#### TASK TO CARRY OUT:
Among the entries below, find every line that contains the string "enumerate", then copy it.

#### SOURCE MATERIAL:
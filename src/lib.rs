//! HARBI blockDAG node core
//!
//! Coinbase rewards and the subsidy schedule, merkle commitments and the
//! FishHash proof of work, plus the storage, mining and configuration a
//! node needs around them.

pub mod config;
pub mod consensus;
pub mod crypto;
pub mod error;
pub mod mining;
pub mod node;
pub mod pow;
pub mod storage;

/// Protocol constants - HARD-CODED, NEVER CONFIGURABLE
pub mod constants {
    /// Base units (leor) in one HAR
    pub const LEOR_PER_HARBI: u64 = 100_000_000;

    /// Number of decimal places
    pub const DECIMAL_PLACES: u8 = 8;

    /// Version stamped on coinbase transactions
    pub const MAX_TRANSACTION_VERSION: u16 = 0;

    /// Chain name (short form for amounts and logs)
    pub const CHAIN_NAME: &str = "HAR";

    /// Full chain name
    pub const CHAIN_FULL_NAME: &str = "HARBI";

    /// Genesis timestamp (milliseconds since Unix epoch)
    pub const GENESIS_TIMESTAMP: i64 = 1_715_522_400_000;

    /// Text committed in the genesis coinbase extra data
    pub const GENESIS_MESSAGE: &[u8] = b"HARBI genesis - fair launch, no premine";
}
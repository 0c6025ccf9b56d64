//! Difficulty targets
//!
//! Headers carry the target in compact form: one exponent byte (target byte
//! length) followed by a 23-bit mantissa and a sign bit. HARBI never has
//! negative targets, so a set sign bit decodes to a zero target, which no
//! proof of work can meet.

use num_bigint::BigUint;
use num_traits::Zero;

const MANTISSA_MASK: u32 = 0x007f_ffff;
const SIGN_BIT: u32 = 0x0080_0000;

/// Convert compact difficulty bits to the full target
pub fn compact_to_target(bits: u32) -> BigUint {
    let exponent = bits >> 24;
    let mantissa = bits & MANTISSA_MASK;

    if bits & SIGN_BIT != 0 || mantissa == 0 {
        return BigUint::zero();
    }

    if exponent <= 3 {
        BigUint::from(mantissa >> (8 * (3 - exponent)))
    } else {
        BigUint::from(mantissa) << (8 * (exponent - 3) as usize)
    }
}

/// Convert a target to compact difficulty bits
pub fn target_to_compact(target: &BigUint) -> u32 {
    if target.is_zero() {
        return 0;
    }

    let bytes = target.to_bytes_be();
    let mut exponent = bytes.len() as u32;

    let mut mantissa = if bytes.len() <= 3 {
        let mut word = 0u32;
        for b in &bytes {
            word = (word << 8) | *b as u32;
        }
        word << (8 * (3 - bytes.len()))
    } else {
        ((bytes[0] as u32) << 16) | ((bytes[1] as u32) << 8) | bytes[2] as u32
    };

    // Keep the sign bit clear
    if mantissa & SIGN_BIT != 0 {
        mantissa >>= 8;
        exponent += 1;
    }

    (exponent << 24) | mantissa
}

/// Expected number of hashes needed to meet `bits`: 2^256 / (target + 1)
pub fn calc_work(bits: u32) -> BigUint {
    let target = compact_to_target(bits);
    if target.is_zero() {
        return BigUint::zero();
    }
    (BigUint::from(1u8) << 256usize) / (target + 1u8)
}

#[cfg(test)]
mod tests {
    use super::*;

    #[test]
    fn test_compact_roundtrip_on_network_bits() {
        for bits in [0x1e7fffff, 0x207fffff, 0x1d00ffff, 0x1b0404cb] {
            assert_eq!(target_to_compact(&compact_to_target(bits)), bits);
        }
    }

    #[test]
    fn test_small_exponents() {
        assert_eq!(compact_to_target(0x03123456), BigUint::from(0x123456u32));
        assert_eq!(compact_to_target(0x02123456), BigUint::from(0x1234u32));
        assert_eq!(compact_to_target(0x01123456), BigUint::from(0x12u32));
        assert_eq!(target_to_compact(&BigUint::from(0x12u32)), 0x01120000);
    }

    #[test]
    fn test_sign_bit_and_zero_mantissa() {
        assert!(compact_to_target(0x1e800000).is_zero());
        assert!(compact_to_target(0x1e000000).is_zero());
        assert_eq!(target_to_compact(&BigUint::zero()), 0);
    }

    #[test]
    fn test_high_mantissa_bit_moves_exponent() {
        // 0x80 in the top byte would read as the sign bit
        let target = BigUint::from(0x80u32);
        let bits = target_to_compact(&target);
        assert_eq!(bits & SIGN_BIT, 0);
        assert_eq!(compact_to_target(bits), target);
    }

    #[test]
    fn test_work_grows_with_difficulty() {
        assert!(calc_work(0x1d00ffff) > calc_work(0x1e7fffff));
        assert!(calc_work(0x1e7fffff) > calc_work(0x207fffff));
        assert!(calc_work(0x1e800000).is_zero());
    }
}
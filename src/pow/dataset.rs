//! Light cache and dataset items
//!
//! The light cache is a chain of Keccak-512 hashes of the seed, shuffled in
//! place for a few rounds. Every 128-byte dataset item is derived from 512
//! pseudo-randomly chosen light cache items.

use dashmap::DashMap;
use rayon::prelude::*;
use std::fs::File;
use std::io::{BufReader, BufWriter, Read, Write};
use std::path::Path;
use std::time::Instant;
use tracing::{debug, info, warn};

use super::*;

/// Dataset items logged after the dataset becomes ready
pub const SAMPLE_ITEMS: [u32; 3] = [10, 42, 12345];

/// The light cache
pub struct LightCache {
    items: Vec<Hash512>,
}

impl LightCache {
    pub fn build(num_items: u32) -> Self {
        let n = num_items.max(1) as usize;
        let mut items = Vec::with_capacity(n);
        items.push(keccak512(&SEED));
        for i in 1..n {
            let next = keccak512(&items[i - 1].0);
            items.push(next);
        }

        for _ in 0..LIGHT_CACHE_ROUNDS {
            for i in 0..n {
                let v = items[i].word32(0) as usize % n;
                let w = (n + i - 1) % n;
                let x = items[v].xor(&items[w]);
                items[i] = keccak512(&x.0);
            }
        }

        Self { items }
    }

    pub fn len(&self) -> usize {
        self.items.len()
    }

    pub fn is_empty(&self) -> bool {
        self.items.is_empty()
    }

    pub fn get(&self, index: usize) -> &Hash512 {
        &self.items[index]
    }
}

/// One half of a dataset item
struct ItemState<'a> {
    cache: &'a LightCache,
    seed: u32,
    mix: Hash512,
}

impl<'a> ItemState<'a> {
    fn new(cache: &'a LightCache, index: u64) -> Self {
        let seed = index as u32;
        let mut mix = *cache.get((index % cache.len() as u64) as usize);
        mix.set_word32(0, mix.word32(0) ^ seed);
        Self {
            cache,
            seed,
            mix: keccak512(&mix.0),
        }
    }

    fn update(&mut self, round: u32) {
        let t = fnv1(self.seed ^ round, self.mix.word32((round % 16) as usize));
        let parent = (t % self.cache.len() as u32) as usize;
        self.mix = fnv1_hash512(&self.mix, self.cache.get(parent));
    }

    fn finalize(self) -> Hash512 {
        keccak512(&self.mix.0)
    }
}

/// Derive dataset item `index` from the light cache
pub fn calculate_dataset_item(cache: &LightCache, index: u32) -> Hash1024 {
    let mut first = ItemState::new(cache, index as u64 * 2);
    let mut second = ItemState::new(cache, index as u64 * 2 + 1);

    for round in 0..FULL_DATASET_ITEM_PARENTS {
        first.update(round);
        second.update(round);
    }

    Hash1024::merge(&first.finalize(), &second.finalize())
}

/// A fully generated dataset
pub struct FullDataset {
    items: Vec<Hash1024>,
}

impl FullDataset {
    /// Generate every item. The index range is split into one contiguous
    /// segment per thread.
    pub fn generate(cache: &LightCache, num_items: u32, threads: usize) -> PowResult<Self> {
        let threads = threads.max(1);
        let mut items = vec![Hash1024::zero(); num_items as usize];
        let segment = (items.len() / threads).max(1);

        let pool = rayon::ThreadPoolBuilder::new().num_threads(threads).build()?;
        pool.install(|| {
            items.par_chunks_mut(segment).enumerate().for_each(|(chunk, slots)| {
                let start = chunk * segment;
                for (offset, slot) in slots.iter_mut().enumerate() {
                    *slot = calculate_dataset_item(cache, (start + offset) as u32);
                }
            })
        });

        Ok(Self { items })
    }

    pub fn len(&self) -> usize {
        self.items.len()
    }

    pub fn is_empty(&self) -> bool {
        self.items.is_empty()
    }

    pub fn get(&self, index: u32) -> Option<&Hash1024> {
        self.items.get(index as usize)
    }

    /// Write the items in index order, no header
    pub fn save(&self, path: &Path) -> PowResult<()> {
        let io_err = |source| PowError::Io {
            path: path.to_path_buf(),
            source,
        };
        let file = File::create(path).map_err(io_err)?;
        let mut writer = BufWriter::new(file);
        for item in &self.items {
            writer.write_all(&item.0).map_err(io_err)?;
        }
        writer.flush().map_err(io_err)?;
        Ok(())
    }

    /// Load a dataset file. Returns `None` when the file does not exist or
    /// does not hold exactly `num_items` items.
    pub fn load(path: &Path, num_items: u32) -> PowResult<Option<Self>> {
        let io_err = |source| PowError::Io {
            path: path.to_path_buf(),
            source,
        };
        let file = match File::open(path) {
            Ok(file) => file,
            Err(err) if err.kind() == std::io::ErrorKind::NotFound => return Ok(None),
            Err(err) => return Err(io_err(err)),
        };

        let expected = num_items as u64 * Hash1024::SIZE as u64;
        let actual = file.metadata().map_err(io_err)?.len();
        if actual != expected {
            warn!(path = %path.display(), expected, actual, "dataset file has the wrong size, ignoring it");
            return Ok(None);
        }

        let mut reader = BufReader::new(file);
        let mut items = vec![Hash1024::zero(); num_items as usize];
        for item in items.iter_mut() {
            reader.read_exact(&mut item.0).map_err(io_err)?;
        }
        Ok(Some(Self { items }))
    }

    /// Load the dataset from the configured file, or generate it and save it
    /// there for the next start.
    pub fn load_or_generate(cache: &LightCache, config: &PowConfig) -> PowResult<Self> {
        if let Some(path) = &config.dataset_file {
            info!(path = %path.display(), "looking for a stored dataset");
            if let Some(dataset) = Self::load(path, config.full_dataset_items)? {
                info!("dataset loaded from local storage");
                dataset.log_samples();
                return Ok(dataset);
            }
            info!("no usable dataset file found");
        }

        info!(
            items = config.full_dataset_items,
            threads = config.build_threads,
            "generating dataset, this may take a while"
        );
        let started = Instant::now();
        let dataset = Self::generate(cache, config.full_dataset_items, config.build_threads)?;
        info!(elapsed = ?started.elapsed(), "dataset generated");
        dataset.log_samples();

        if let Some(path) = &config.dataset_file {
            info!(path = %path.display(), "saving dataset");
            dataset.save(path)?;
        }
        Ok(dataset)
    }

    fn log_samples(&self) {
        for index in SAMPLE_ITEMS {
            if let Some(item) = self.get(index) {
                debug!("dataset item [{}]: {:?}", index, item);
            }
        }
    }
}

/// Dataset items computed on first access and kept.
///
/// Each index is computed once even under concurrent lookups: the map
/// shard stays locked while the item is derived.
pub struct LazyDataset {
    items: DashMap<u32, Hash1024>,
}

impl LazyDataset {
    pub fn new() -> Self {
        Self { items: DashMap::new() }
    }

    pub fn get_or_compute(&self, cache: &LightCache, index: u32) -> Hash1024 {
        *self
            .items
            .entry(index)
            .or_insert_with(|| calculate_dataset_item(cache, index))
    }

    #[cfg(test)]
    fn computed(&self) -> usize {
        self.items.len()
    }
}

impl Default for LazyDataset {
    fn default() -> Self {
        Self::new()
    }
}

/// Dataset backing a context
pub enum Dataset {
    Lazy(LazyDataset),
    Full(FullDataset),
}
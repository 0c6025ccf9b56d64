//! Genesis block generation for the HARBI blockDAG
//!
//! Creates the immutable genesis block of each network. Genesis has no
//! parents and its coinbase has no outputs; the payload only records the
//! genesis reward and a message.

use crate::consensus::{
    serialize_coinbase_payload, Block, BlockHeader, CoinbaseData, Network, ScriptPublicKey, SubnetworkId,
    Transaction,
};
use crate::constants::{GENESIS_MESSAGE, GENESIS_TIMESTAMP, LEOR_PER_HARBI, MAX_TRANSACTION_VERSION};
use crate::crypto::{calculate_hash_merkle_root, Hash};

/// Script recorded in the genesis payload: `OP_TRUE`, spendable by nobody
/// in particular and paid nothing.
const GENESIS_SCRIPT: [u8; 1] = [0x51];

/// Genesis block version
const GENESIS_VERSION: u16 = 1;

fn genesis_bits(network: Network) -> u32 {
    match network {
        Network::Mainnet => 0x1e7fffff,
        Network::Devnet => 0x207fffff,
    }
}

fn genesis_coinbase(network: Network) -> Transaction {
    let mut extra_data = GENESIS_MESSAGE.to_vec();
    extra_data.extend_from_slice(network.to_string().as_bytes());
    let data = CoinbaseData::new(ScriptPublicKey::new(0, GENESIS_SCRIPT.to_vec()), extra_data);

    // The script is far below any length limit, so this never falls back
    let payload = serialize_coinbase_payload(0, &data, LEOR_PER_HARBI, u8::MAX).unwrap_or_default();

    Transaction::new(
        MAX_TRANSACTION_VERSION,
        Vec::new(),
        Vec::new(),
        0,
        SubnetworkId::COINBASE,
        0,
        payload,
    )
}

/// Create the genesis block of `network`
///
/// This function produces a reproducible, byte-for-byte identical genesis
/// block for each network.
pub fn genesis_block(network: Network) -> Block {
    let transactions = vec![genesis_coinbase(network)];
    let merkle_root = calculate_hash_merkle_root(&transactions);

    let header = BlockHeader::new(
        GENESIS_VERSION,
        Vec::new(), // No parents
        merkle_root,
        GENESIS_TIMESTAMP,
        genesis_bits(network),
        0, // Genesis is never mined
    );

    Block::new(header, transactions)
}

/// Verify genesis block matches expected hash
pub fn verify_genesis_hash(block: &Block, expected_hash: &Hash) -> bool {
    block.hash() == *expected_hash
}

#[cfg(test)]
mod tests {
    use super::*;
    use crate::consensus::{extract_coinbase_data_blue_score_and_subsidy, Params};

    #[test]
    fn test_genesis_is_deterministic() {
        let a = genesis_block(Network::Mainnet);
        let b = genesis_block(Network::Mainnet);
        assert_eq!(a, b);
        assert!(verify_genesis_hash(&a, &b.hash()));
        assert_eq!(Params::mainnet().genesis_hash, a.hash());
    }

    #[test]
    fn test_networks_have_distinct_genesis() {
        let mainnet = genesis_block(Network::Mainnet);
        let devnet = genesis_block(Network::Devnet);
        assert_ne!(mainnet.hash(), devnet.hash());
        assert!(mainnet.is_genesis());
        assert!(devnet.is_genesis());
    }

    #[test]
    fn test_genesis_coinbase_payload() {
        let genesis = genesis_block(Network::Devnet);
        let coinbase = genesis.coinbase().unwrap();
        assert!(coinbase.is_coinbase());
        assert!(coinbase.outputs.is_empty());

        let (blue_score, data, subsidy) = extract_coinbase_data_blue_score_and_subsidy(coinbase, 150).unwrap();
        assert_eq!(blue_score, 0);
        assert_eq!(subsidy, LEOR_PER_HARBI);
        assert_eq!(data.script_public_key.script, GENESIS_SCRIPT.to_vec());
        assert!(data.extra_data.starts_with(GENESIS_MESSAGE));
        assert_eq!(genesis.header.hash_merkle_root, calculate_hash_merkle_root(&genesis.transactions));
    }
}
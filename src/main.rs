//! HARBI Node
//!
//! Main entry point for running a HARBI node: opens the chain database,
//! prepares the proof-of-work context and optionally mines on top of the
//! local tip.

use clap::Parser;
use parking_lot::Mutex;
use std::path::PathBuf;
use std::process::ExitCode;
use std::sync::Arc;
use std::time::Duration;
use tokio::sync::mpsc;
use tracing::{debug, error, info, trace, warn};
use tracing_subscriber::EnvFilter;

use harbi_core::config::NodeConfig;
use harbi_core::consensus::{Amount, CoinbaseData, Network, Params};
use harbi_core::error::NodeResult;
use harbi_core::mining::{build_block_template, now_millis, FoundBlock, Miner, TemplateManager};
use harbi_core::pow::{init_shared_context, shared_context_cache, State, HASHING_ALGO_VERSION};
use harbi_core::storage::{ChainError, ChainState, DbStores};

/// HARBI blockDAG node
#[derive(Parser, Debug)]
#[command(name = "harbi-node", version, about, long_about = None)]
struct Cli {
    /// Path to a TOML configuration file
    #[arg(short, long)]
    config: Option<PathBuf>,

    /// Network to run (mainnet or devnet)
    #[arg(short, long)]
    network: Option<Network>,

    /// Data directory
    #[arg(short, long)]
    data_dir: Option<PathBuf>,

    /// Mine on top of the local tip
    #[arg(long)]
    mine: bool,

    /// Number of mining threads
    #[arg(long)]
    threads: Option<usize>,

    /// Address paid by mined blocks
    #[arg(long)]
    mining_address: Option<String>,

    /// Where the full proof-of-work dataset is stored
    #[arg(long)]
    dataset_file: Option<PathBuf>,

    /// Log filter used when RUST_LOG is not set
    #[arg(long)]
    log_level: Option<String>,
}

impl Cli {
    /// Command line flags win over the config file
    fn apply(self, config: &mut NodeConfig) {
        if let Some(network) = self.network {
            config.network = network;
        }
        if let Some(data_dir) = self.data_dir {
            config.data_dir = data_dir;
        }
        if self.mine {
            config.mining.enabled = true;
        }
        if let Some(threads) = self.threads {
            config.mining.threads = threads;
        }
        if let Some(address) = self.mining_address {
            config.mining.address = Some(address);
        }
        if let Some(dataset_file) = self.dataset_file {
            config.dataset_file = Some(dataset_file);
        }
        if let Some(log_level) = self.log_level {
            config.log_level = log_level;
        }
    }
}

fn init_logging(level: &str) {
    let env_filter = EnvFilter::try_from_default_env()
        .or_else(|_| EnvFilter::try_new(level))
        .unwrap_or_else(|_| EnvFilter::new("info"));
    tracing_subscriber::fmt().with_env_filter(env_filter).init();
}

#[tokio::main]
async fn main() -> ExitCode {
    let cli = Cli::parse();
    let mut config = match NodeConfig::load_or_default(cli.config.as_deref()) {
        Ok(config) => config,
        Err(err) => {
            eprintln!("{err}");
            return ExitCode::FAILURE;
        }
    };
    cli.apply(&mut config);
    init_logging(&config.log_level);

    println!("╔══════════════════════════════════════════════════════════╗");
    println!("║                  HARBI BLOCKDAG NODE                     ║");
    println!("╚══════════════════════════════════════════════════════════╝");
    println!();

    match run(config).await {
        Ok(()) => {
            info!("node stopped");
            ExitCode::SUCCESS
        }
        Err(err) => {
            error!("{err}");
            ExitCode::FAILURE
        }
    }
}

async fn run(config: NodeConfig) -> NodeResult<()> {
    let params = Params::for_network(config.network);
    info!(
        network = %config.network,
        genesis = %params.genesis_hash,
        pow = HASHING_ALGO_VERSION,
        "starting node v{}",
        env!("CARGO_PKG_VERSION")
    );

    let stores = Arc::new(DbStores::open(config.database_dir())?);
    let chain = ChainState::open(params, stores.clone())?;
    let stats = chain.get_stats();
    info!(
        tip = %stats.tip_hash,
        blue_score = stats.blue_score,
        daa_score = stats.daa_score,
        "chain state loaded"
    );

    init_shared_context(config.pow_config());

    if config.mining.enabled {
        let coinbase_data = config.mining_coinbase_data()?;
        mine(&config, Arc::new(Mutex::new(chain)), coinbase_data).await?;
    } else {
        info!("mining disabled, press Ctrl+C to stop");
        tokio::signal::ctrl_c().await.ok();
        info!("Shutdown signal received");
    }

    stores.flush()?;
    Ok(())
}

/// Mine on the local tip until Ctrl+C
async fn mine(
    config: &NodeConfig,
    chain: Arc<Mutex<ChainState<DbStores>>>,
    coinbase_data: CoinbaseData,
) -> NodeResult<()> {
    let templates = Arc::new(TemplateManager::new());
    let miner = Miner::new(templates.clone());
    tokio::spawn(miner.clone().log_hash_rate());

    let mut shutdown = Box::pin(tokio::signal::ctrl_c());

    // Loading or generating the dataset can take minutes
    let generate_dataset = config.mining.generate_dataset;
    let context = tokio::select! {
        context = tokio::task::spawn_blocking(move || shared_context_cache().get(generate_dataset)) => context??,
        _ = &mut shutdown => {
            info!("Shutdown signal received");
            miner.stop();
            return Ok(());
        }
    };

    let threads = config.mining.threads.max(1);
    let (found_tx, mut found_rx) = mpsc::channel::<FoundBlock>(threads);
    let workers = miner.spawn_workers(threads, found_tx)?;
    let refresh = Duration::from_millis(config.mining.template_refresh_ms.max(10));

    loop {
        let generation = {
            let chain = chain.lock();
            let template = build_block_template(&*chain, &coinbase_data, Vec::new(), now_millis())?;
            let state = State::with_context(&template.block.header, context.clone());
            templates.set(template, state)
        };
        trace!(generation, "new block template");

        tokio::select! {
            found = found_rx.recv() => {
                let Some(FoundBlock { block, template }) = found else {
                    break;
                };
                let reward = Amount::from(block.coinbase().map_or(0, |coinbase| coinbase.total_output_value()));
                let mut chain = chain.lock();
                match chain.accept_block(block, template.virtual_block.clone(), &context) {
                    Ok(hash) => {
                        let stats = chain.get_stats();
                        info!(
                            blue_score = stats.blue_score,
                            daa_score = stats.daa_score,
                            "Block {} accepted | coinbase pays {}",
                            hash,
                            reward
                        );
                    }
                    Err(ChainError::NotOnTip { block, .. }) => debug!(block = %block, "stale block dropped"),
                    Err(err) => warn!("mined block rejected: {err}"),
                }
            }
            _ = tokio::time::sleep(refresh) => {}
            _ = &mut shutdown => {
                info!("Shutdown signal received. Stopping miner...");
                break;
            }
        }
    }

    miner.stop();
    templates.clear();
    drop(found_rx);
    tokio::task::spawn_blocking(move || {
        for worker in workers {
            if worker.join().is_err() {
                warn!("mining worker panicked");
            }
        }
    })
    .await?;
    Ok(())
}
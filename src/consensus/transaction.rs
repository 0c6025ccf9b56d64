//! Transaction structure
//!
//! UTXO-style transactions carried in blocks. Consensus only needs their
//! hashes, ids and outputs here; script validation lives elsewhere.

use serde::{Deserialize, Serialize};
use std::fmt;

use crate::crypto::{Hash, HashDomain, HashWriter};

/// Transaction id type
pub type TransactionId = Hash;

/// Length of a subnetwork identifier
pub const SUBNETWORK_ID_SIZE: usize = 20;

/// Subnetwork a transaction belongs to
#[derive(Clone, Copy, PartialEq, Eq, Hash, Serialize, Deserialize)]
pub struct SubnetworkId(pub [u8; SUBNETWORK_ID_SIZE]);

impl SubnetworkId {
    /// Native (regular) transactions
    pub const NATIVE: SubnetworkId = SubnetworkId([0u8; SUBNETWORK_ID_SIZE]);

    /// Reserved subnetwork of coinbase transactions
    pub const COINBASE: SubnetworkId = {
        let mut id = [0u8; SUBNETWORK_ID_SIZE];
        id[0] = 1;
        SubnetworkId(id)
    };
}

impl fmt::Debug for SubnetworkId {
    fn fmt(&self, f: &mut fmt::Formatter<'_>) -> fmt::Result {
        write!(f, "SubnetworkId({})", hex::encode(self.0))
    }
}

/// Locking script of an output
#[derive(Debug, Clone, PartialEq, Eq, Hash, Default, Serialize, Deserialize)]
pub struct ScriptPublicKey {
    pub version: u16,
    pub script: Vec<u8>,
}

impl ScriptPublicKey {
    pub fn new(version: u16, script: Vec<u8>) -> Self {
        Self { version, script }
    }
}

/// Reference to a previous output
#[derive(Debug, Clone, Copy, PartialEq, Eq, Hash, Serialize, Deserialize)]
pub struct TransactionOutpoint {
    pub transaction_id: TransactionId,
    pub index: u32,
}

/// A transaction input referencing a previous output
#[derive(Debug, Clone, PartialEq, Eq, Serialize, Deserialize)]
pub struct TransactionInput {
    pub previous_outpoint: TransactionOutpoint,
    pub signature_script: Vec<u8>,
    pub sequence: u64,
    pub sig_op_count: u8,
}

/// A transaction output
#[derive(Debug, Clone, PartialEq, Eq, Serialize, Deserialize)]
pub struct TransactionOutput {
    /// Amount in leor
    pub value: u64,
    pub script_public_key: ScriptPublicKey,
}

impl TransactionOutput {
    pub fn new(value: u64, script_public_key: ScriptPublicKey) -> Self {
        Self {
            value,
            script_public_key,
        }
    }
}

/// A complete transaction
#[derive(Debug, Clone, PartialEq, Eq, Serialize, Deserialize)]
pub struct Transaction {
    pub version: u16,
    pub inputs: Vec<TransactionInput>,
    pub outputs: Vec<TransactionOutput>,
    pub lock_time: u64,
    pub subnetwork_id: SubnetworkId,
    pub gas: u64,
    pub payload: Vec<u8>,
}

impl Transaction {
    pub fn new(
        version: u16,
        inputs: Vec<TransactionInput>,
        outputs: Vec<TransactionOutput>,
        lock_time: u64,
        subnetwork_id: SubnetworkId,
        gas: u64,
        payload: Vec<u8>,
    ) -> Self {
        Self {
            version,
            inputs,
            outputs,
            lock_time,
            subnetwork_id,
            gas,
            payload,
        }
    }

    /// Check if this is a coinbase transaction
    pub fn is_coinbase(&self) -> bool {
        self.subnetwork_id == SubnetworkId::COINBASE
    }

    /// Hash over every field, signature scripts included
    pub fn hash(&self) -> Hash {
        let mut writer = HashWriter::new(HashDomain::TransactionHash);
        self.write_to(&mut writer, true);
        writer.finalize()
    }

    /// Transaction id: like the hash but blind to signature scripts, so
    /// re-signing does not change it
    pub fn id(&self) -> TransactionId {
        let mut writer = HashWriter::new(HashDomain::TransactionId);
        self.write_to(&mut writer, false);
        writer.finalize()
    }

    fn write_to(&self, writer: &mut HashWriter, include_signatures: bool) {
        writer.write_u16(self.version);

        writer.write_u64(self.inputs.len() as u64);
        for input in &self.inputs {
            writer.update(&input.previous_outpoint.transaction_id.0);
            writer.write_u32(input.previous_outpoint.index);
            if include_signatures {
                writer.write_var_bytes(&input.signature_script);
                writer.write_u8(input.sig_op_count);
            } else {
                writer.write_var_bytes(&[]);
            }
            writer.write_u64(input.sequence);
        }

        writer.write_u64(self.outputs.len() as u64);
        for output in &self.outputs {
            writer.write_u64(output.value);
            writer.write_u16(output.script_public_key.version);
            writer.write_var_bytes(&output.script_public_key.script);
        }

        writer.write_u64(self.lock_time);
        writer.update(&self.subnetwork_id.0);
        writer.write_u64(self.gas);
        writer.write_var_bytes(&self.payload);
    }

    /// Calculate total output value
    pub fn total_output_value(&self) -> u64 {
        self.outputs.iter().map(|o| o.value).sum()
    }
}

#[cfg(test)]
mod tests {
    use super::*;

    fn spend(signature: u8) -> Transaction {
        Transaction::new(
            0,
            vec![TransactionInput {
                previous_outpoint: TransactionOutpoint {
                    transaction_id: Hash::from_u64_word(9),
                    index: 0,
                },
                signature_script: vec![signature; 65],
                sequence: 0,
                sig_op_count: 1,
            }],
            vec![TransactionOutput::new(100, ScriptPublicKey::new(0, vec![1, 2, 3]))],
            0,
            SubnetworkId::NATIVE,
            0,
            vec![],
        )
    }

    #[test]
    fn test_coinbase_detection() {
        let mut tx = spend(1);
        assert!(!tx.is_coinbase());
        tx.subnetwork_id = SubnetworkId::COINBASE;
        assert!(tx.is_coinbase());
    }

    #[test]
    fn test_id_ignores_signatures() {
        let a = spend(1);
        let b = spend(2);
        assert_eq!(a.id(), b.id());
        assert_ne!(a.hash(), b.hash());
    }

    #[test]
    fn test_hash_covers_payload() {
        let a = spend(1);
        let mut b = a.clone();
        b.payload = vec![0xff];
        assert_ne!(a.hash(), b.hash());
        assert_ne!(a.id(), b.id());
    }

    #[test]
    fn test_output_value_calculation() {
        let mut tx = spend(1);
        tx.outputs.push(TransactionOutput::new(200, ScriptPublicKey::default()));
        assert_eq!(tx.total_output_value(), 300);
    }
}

#### RESULT OF THE TASK:
            items.par_chunks_mut(segment).enumerate().for_each(|(chunk, slots)| {
                for (offset, slot) in slots.iter_mut().enumerate() {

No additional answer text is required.